ONE of Canada’s leading city planners says Warrnambool’s streetscape design is world-beating and should be better appreciated.
Toronto City chief planner Jennifer Keesmaat spoke to delegates at the State Planning Conference at the Lighthouse Theatre yesterday, drawing links between Canada’s largest city and Melbourne.
Ms Keesmaat served as a town planner at a number of Canadian provincial cities before moving to Toronto and was keen to see south-west Victoria firsthand.
She said Warrnambool was well-served by its central grid street layout, contrasted with the numerous Norfolk Island pines that line the city’s historic avenues.

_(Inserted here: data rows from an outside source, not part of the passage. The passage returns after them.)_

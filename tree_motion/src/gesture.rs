//! Hand-gesture rule: 21 landmarks → FIST / PALM / UNKNOWN.
//!
//! Landmarks follow the common 21-point hand topology (wrist, then four
//! joints per digit from thumb to pinky), in normalized image coordinates.
//!
//! | Measure | Definition |
//! |---|---|
//! | pinch    | distance thumb tip ↔ index tip |
//! | openness | mean distance wrist ↔ {index, middle, ring, pinky} tips |
//!
//! Rule, first match wins:
//!
//! | Condition | Label | Signal effect |
//! |---|---|---|
//! | pinch < 0.05 or openness < 0.20 | FIST    | mode ← ASSEMBLED, steering ← 0 |
//! | openness > 0.35                 | PALM    | mode ← EXPLODED, steering ← f(hand x) |
//! | otherwise                       | UNKNOWN | steering ← 0 |

use glam::Vec2;
use log::debug;

use crate::error::{MotionError, Result};
use crate::signal::{GestureLabel, GestureReading, Mode, ModeSignal};

/// Points per hand observation.
pub const LANDMARK_COUNT: usize = 21;

/// Fixed landmark positions.
pub mod landmark {
    pub const WRIST:      usize = 0;
    pub const THUMB_TIP:  usize = 4;
    pub const INDEX_TIP:  usize = 8;
    /// Middle-finger knuckle; used as the hand centre.
    pub const MIDDLE_MCP: usize = 9;
    pub const MIDDLE_TIP: usize = 12;
    pub const RING_TIP:   usize = 16;
    pub const PINKY_TIP:  usize = 20;

    pub const FINGER_TIPS: [usize; 4] = [INDEX_TIP, MIDDLE_TIP, RING_TIP, PINKY_TIP];
}

pub const PINCH_THRESHOLD: f32 = 0.05;
pub const FIST_OPENNESS:   f32 = 0.20;
pub const PALM_OPENNESS:   f32 = 0.35;
/// Steering offset at full deflection (hand at the image edge).
pub const STEERING_SCALE:  f32 = 0.05;

// ════════════════════════════════════════════════════════════════════════════
// HandLandmarks
// ════════════════════════════════════════════════════════════════════════════

/// One hand observation: exactly [`LANDMARK_COUNT`] normalized points.
#[derive(Clone, Copy, Debug, PartialEq)]
pub struct HandLandmarks([Vec2; LANDMARK_COUNT]);

impl HandLandmarks {
    pub fn new(points: [Vec2; LANDMARK_COUNT]) -> Self { HandLandmarks(points) }

    pub fn pinch_distance(&self) -> f32 {
        self.0[landmark::THUMB_TIP].distance(self.0[landmark::INDEX_TIP])
    }

    pub fn openness(&self) -> f32 {
        let wrist = self.0[landmark::WRIST];
        landmark::FINGER_TIPS.iter()
            .map(|&i| self.0[i].distance(wrist))
            .sum::<f32>() / landmark::FINGER_TIPS.len() as f32
    }

    pub fn center(&self) -> Vec2 { self.0[landmark::MIDDLE_MCP] }
}

impl TryFrom<&[Vec2]> for HandLandmarks {
    type Error = MotionError;

    fn try_from(points: &[Vec2]) -> Result<Self> {
        let arr: [Vec2; LANDMARK_COUNT] = points.try_into()
            .map_err(|_| MotionError::LandmarkCount {
                expected: LANDMARK_COUNT,
                actual:   points.len(),
            })?;
        Ok(HandLandmarks(arr))
    }
}

// ════════════════════════════════════════════════════════════════════════════
// Classification
// ════════════════════════════════════════════════════════════════════════════

/// Result of classifying one hand.
#[derive(Clone, Copy, Debug, PartialEq)]
pub struct Classification {
    pub label:          GestureLabel,
    pub pinch_distance: f32,
    pub openness:       f32,
    pub hand_center:    Vec2,
}

/// The decision rule on precomputed measures.
pub fn label_for(pinch_distance: f32, openness: f32) -> GestureLabel {
    if pinch_distance < PINCH_THRESHOLD || openness < FIST_OPENNESS {
        GestureLabel::Fist
    } else if openness > PALM_OPENNESS {
        GestureLabel::Palm
    } else {
        GestureLabel::Unknown
    }
}

pub fn classify(hand: &HandLandmarks) -> Classification {
    let pinch_distance = hand.pinch_distance();
    let openness       = hand.openness();
    Classification {
        label: label_for(pinch_distance, openness),
        pinch_distance,
        openness,
        hand_center: hand.center(),
    }
}

/// Steering offset for an open palm at horizontal position `x ∈ [0, 1]`.
/// Zero at the image centre, ±[`STEERING_SCALE`] at the edges.
pub fn steering_for(x: f32) -> f32 {
    ((x - 0.5) * 2.0).clamp(-1.0, 1.0) * STEERING_SCALE
}

// ════════════════════════════════════════════════════════════════════════════
// Signal update
// ════════════════════════════════════════════════════════════════════════════

/// Apply one camera frame's observation to the signal.
///
/// `None` means the frame arrived but held no hand.  When no new frame has
/// arrived at all, do not call this: the previous reading and steering stay.
pub fn apply_observation(signal: &ModeSignal, hand: Option<&HandLandmarks>) -> Option<Classification> {
    let Some(hand) = hand else {
        signal.record_hand_lost();
        signal.set_steering_offset(0.0);
        return None;
    };

    let c = classify(hand);
    match c.label {
        GestureLabel::Fist => {
            signal.set_mode(Mode::Assembled);
            signal.set_steering_offset(0.0);
        }
        GestureLabel::Palm => {
            signal.set_mode(Mode::Exploded);
            signal.set_steering_offset(steering_for(c.hand_center.x));
        }
        GestureLabel::Unknown => signal.set_steering_offset(0.0),
    }

    let previous = signal.last_gesture();
    if previous.label != c.label || !previous.hand_detected {
        debug!(
            "gesture {} (pinch {:.3}, openness {:.3})",
            c.label.label(), c.pinch_distance, c.openness
        );
    }
    signal.record_gesture(GestureReading {
        hand_detected: true,
        label:         c.label,
        hand_position: c.hand_center,
    });
    Some(c)
}

// ════════════════════════════════════════════════════════════════════════════
// Tests
// ════════════════════════════════════════════════════════════════════════════

#[cfg(test)]
mod tests {
    use super::*;
    use test_case::test_case;

    /// A hand with the wrist at `center + (0, 0.1)`, every fingertip `reach`
    /// from the wrist, and the thumb tip `pinch` from the index tip.
    fn hand(center: Vec2, reach: f32, pinch: f32) -> HandLandmarks {
        let wrist = center + Vec2::new(0.0, 0.1);
        let mut pts = [center; LANDMARK_COUNT];
        pts[landmark::WRIST] = wrist;
        let spread = [-0.3_f32, -0.1, 0.1, 0.3];
        for (k, &tip) in landmark::FINGER_TIPS.iter().enumerate() {
            let dir = Vec2::new(spread[k], -1.0).normalize();
            pts[tip] = wrist + dir * reach;
        }
        pts[landmark::THUMB_TIP] = pts[landmark::INDEX_TIP] + Vec2::new(pinch, 0.0);
        pts[landmark::MIDDLE_MCP] = center;
        HandLandmarks::new(pts)
    }

    #[test_case(0.03, 0.50 => GestureLabel::Fist    ; "pinch overrides openness")]
    #[test_case(0.30, 0.40 => GestureLabel::Palm    ; "open palm")]
    #[test_case(0.30, 0.25 => GestureLabel::Unknown ; "in between")]
    #[test_case(0.30, 0.10 => GestureLabel::Fist    ; "closed hand")]
    #[test_case(0.05, 0.35 => GestureLabel::Unknown ; "thresholds are exclusive")]
    fn decision_rule(pinch: f32, openness: f32) -> GestureLabel {
        label_for(pinch, openness)
    }

    #[test]
    fn measures_come_from_fixed_landmarks() {
        let h = hand(Vec2::new(0.5, 0.5), 0.4, 0.2);
        assert!((h.pinch_distance() - 0.2).abs() < 1e-6);
        assert!((h.openness() - 0.4).abs() < 1e-5);
        assert_eq!(h.center(), Vec2::new(0.5, 0.5));
    }

    #[test]
    fn wrong_landmark_count_is_rejected() {
        let pts = vec![Vec2::ZERO; 20];
        let err = HandLandmarks::try_from(pts.as_slice()).unwrap_err();
        assert_eq!(err, MotionError::LandmarkCount { expected: 21, actual: 20 });
        assert!(HandLandmarks::try_from(vec![Vec2::ZERO; 21].as_slice()).is_ok());
    }

    #[test]
    fn steering_is_clamped_and_centered() {
        assert_eq!(steering_for(0.5), 0.0);
        assert!((steering_for(1.0) - STEERING_SCALE).abs() < 1e-7);
        assert!((steering_for(0.0) + STEERING_SCALE).abs() < 1e-7);
        assert!((steering_for(3.0) - STEERING_SCALE).abs() < 1e-7);
    }

    #[test]
    fn palm_explodes_and_steers() {
        let s = ModeSignal::new();
        let c = apply_observation(&s, Some(&hand(Vec2::new(0.75, 0.5), 0.4, 0.2)));
        assert_eq!(c.map(|c| c.label), Some(GestureLabel::Palm));
        assert_eq!(s.mode(), Mode::Exploded);
        assert!((s.steering_offset() - 0.025).abs() < 1e-6);
        let g = s.last_gesture();
        assert!(g.hand_detected);
        assert_eq!(g.label, GestureLabel::Palm);
        assert_eq!(g.hand_position, Vec2::new(0.75, 0.5));
    }

    #[test]
    fn fist_assembles_and_stops_steering() {
        let s = ModeSignal::new();
        s.set_mode(Mode::Exploded);
        s.set_steering_offset(0.04);
        apply_observation(&s, Some(&hand(Vec2::new(0.9, 0.5), 0.1, 0.2)));
        assert_eq!(s.mode(), Mode::Assembled);
        assert_eq!(s.steering_offset(), 0.0);
        assert_eq!(s.last_gesture().label, GestureLabel::Fist);
    }

    #[test]
    fn unknown_keeps_mode_but_zeroes_steering() {
        let s = ModeSignal::new();
        s.set_mode(Mode::Exploded);
        s.set_steering_offset(0.04);
        apply_observation(&s, Some(&hand(Vec2::new(0.9, 0.5), 0.27, 0.2)));
        assert_eq!(s.mode(), Mode::Exploded);
        assert_eq!(s.steering_offset(), 0.0);
        assert_eq!(s.last_gesture().label, GestureLabel::Unknown);
    }

    #[test]
    fn empty_frame_marks_hand_lost() {
        let s = ModeSignal::new();
        apply_observation(&s, Some(&hand(Vec2::new(0.8, 0.4), 0.4, 0.2)));
        assert!(apply_observation(&s, None).is_none());
        let g = s.last_gesture();
        assert!(!g.hand_detected);
        assert_eq!(g.label, GestureLabel::Palm);
        assert_eq!(s.steering_offset(), 0.0);
        // A lost hand is not a fist: the mode stays.
        assert_eq!(s.mode(), Mode::Exploded);
    }
}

“What I found striking when I came to Warrnambool earlier this week was the number of trees you have here and the aesthetic effect it has,” she said. “I understand (the Norfolk Island pines) were first planted as a wind barrier.
“But they serve more than a practical purpose. When you first come into Warrnambool, the vista is quite impressive.”
Ms Keesmaat drew parallels between Warrnambool and Canada’s Lethbridge, a city in southern Alberta with a population of more than 80,000.
She said Lethbridge had a fine collection of late 19th and early 20th century buildings interspersed with modern amenities, much like south-west Victoria’s main city.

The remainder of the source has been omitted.